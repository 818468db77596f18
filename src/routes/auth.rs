// SPDX-License-Identifier: MIT

//! Authentication and profile routes.

use axum::{
    extract::{FromRequest, Multipart, Request, State},
    http::{header, StatusCode},
    routing::{get, post, put},
    Extension, Json, Router,
};
use serde::{Deserialize, Serialize};
use std::sync::Arc;
use validator::{Validate, ValidateEmail, ValidationError, ValidationErrors};

use crate::error::{AppError, Result};
use crate::middleware::auth::{issue_session_token, CurrentUser};
use crate::models::user::{User, UserResponse};
use crate::services::upload::ResumeFile;
use crate::services::OidcError;
use crate::AppState;

pub fn routes() -> Router<Arc<AppState>> {
    Router::new()
        .route("/api/auth/register", post(register))
        .route("/api/auth/login", post(login))
        .route("/api/auth/google", post(google_sign_in))
}

/// Routes below require authentication (layered in routes/mod.rs).
pub fn protected_routes() -> Router<Arc<AppState>> {
    Router::new()
        .route("/api/auth/me", get(me))
        .route("/api/auth/logout", get(logout))
        .route("/api/auth/update-profile", put(update_profile))
        .route("/api/auth/change-password", put(change_password))
}

#[derive(Serialize)]
struct TokenResponse {
    success: bool,
    token: String,
}

#[derive(Serialize)]
struct MessageResponse {
    success: bool,
    message: String,
}

#[derive(Serialize)]
struct UserDataResponse {
    success: bool,
    data: UserResponse,
}

#[derive(Serialize)]
struct ProfileUpdateResponse {
    success: bool,
    message: String,
    data: UserResponse,
}

// ─── Registration & Login ────────────────────────────────────

#[derive(Deserialize)]
#[serde(rename_all = "camelCase")]
struct RegisterPayload {
    full_name: Option<String>,
    email: Option<String>,
    password: Option<String>,
    confirm_password: Option<String>,
}

/// Register a new local-credential user and issue a session token.
async fn register(
    State(state): State<Arc<AppState>>,
    Json(payload): Json<RegisterPayload>,
) -> Result<(StatusCode, Json<TokenResponse>)> {
    let (Some(full_name), Some(email), Some(password)) =
        (payload.full_name, payload.email, payload.password)
    else {
        return Err(AppError::BadRequest(
            "Please provide all required fields".to_string(),
        ));
    };

    if payload.confirm_password.as_deref() != Some(password.as_str()) {
        return Err(AppError::BadRequest("Passwords do not match".to_string()));
    }

    let full_name = full_name.trim().to_string();
    if full_name.is_empty() {
        return Err(AppError::BadRequest(
            "Please provide all required fields".to_string(),
        ));
    }
    if full_name.chars().count() > 50 {
        return Err(AppError::BadRequest(
            "Name cannot be more than 50 characters".to_string(),
        ));
    }

    if !email.validate_email() {
        return Err(AppError::BadRequest("Please add a valid email".to_string()));
    }

    if password.chars().count() < 6 {
        return Err(AppError::BadRequest(
            "Password must be at least 6 characters".to_string(),
        ));
    }

    if state.db.get_user_by_email(&email).await?.is_some() {
        return Err(AppError::BadRequest("User already exists".to_string()));
    }

    let user = User::new_local(&email, &full_name, &password)?;
    state.db.upsert_user(&user).await?;

    tracing::info!(user_id = %user.id, "Registered new user");

    let token = issue_session_token(
        user.id,
        &state.config.jwt_signing_key,
        state.config.jwt_ttl_days,
    )
    .map_err(AppError::Internal)?;

    Ok((
        StatusCode::CREATED,
        Json(TokenResponse {
            success: true,
            token,
        }),
    ))
}

#[derive(Deserialize)]
struct LoginPayload {
    email: Option<String>,
    password: Option<String>,
}

/// Log in with local credentials and issue a session token.
async fn login(
    State(state): State<Arc<AppState>>,
    Json(payload): Json<LoginPayload>,
) -> Result<Json<TokenResponse>> {
    let (Some(email), Some(password)) = (payload.email, payload.password) else {
        return Err(AppError::BadRequest(
            "Please provide email and password".to_string(),
        ));
    };

    // Unknown email and wrong password are indistinguishable to the caller.
    let user = state
        .db
        .get_user_by_email(&email)
        .await?
        .ok_or(AppError::InvalidCredentials)?;

    if !user.verify_password(&password) {
        return Err(AppError::InvalidCredentials);
    }

    tracing::info!(user_id = %user.id, "User logged in");

    let token = issue_session_token(
        user.id,
        &state.config.jwt_signing_key,
        state.config.jwt_ttl_days,
    )
    .map_err(AppError::Internal)?;

    Ok(Json(TokenResponse {
        success: true,
        token,
    }))
}

// ─── Google Sign-In ──────────────────────────────────────────

#[derive(Deserialize)]
#[serde(rename_all = "camelCase")]
struct GoogleSignInPayload {
    id_token: Option<String>,
}

/// Sign in with a Google ID token, creating the user on first sign-in.
async fn google_sign_in(
    State(state): State<Arc<AppState>>,
    Json(payload): Json<GoogleSignInPayload>,
) -> Result<Json<TokenResponse>> {
    let Some(id_token) = payload.id_token else {
        return Err(AppError::BadRequest(
            "Please provide an ID token".to_string(),
        ));
    };

    let identity = state
        .oidc
        .verify_id_token(&id_token)
        .await
        .map_err(|e| match e {
            OidcError::Rejected(msg) => {
                tracing::debug!(reason = %msg, "Rejected Google ID token");
                AppError::InvalidToken
            }
            OidcError::Transient(msg) => {
                AppError::Internal(anyhow::anyhow!("OIDC verification failed: {msg}"))
            }
        })?;

    let user = match state.db.get_user_by_email(&identity.email).await? {
        Some(user) => user,
        None => {
            let full_name = display_name_for(&identity.full_name, &identity.email);
            let user = User::new_google(&identity.email, &full_name, &identity.subject);
            state.db.upsert_user(&user).await?;
            tracing::info!(user_id = %user.id, "Created user from Google sign-in");
            user
        }
    };

    let token = issue_session_token(
        user.id,
        &state.config.jwt_signing_key,
        state.config.jwt_ttl_days,
    )
    .map_err(AppError::Internal)?;

    Ok(Json(TokenResponse {
        success: true,
        token,
    }))
}

/// Pick a display name from the Google profile, falling back to the email
/// local part, clamped to the 50-character profile limit.
fn display_name_for(claim: &Option<String>, email: &str) -> String {
    let name = claim
        .as_deref()
        .map(str::trim)
        .filter(|n| !n.is_empty())
        .unwrap_or_else(|| email.split('@').next().unwrap_or(email));

    name.chars().take(50).collect()
}

// ─── Current User ────────────────────────────────────────────

/// Get the authenticated user's profile.
async fn me(Extension(CurrentUser(user)): Extension<CurrentUser>) -> Json<UserDataResponse> {
    Json(UserDataResponse {
        success: true,
        data: UserResponse::from(&user),
    })
}

/// Logout acknowledgement.
///
/// Sessions are reconstructed from the bearer token on every request, so
/// there is no server-side state to clear; the client drops its token. No
/// store write, idempotent.
async fn logout(Extension(CurrentUser(user)): Extension<CurrentUser>) -> Json<MessageResponse> {
    tracing::debug!(user_id = %user.id, "User logged out");
    Json(MessageResponse {
        success: true,
        message: "User logged out successfully".to_string(),
    })
}

// ─── Password Change ─────────────────────────────────────────

#[derive(Deserialize)]
#[serde(rename_all = "camelCase")]
struct ChangePasswordPayload {
    current_password: Option<String>,
    new_password: Option<String>,
}

/// Change the caller's password, re-verifying the current one.
///
/// Single pass; every terminal failure short-circuits with a distinct
/// message, and the final store write is the only mutation.
async fn change_password(
    State(state): State<Arc<AppState>>,
    Extension(CurrentUser(caller)): Extension<CurrentUser>,
    Json(payload): Json<ChangePasswordPayload>,
) -> Result<Json<MessageResponse>> {
    let (Some(current_password), Some(new_password)) =
        (payload.current_password, payload.new_password)
    else {
        return Err(AppError::BadRequest(
            "Current password and new password are required".to_string(),
        ));
    };

    if new_password.chars().count() < 6 {
        return Err(AppError::BadRequest(
            "New password must be at least 6 characters long".to_string(),
        ));
    }

    // Re-fetch so the check-and-set runs against the stored credential, not
    // the middleware's snapshot.
    let mut user = state
        .db
        .get_user(caller.id)
        .await?
        .ok_or_else(|| AppError::NotFound("User not found".to_string()))?;

    if user.provider() != "local" {
        return Err(AppError::BadRequest(
            "Password change is not available for Google accounts. \
             Please manage your password through your Google account settings."
                .to_string(),
        ));
    }

    if !user.verify_password(&current_password) {
        return Err(AppError::BadRequest(
            "Current password is incorrect".to_string(),
        ));
    }

    if user.verify_password(&new_password) {
        return Err(AppError::BadRequest(
            "New password must be different from current password".to_string(),
        ));
    }

    user.set_password(&new_password)?;
    state.db.upsert_user(&user).await?;

    tracing::info!(user_id = %user.id, "Password changed");

    Ok(Json(MessageResponse {
        success: true,
        message: "Password updated successfully".to_string(),
    }))
}

// ─── Profile Update ──────────────────────────────────────────

/// Profile fields accepted by update-profile, common to both the JSON and
/// multipart request variants.
#[derive(Debug, Default, Deserialize, Validate)]
#[serde(rename_all = "camelCase")]
struct ProfilePatch {
    #[validate(length(max = 50, message = "Name cannot be more than 50 characters"))]
    full_name: Option<String>,
    #[validate(length(max = 500, message = "Bio cannot be more than 500 characters"))]
    bio: Option<String>,
    #[validate(length(max = 20, message = "Phone number cannot be more than 20 characters"))]
    phone: Option<String>,
    #[validate(length(max = 100, message = "Location cannot be more than 100 characters"))]
    location: Option<String>,
    #[validate(custom(function = validate_skills))]
    skills: Option<Vec<String>>,
}

fn validate_skills(skills: &Vec<String>) -> std::result::Result<(), ValidationError> {
    for skill in skills {
        if skill.chars().count() > 50 {
            let mut err = ValidationError::new("skill_length");
            err.message = Some("Skill name cannot be more than 50 characters".into());
            return Err(err);
        }
    }
    Ok(())
}

fn first_validation_message(errors: &ValidationErrors) -> String {
    errors
        .field_errors()
        .values()
        .flat_map(|errs| errs.iter())
        .find_map(|err| err.message.as_ref().map(|m| m.to_string()))
        .unwrap_or_else(|| "Invalid input".to_string())
}

/// Update the authenticated user's profile.
///
/// Accepts either a JSON body or a multipart form (with an optional resume
/// file), switched on Content-Type; both decode into [`ProfilePatch`] before
/// validation.
async fn update_profile(
    State(state): State<Arc<AppState>>,
    Extension(CurrentUser(mut user)): Extension<CurrentUser>,
    request: Request,
) -> Result<Json<ProfileUpdateResponse>> {
    let is_multipart = request
        .headers()
        .get(header::CONTENT_TYPE)
        .and_then(|v| v.to_str().ok())
        .is_some_and(|ct| ct.starts_with("multipart/form-data"));

    let (patch, resume) = if is_multipart {
        let multipart = Multipart::from_request(request, &())
            .await
            .map_err(|e| AppError::BadRequest(format!("Invalid multipart request: {e}")))?;
        decode_multipart_patch(multipart).await?
    } else {
        let Json(patch) = Json::<ProfilePatch>::from_request(request, &())
            .await
            .map_err(|e| AppError::BadRequest(format!("Invalid request body: {e}")))?;
        (patch, None)
    };

    patch
        .validate()
        .map_err(|e| AppError::BadRequest(first_validation_message(&e)))?;

    if let Some(full_name) = &patch.full_name {
        let full_name = full_name.trim();
        if full_name.is_empty() {
            return Err(AppError::BadRequest(
                "Please provide a valid name".to_string(),
            ));
        }
        user.full_name = full_name.to_string();
    }
    if let Some(bio) = patch.bio {
        user.bio = Some(bio);
    }
    if let Some(phone) = patch.phone {
        user.phone = Some(phone);
    }
    if let Some(location) = patch.location {
        user.location = Some(location);
    }
    if let Some(skills) = patch.skills {
        user.skills = skills;
    }

    if let Some(file) = resume {
        let url = state.resumes.save(user.id, &file).await?;
        user.resume_url = Some(url);
    }

    state.db.upsert_user(&user).await?;

    tracing::info!(user_id = %user.id, "Profile updated");

    Ok(Json(ProfileUpdateResponse {
        success: true,
        message: "Profile updated successfully".to_string(),
        data: UserResponse::from(&user),
    }))
}

/// Decode a multipart update-profile form into the common patch value.
///
/// Skills arrive comma-separated in form fields; the resume field carries
/// the file.
async fn decode_multipart_patch(
    mut multipart: Multipart,
) -> Result<(ProfilePatch, Option<ResumeFile>)> {
    let mut patch = ProfilePatch::default();
    let mut resume = None;

    while let Some(field) = multipart
        .next_field()
        .await
        .map_err(|e| AppError::BadRequest(format!("Invalid multipart field: {e}")))?
    {
        let Some(name) = field.name().map(str::to_string) else {
            continue;
        };

        match name.as_str() {
            "resume" => {
                let content_type = field
                    .content_type()
                    .unwrap_or("application/octet-stream")
                    .to_string();
                let bytes = field
                    .bytes()
                    .await
                    .map_err(|e| AppError::BadRequest(format!("Failed to read resume: {e}")))?;
                resume = Some(ResumeFile {
                    content_type,
                    bytes: bytes.to_vec(),
                });
            }
            "fullName" => patch.full_name = Some(read_text_field(field).await?),
            "bio" => patch.bio = Some(read_text_field(field).await?),
            "phone" => patch.phone = Some(read_text_field(field).await?),
            "location" => patch.location = Some(read_text_field(field).await?),
            "skills" => {
                let raw = read_text_field(field).await?;
                patch.skills = Some(
                    raw.split(',')
                        .map(str::trim)
                        .filter(|s| !s.is_empty())
                        .map(str::to_string)
                        .collect(),
                );
            }
            _ => {}
        }
    }

    Ok((patch, resume))
}

async fn read_text_field(field: axum::extract::multipart::Field<'_>) -> Result<String> {
    field
        .text()
        .await
        .map_err(|e| AppError::BadRequest(format!("Invalid multipart field: {e}")))
}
──────
* _Task requirements_
Every line of the material that holds "services" should be copied out as the answer.

* _Output of the task_
use crate::services::upload::ResumeFile;
use crate::services::OidcError;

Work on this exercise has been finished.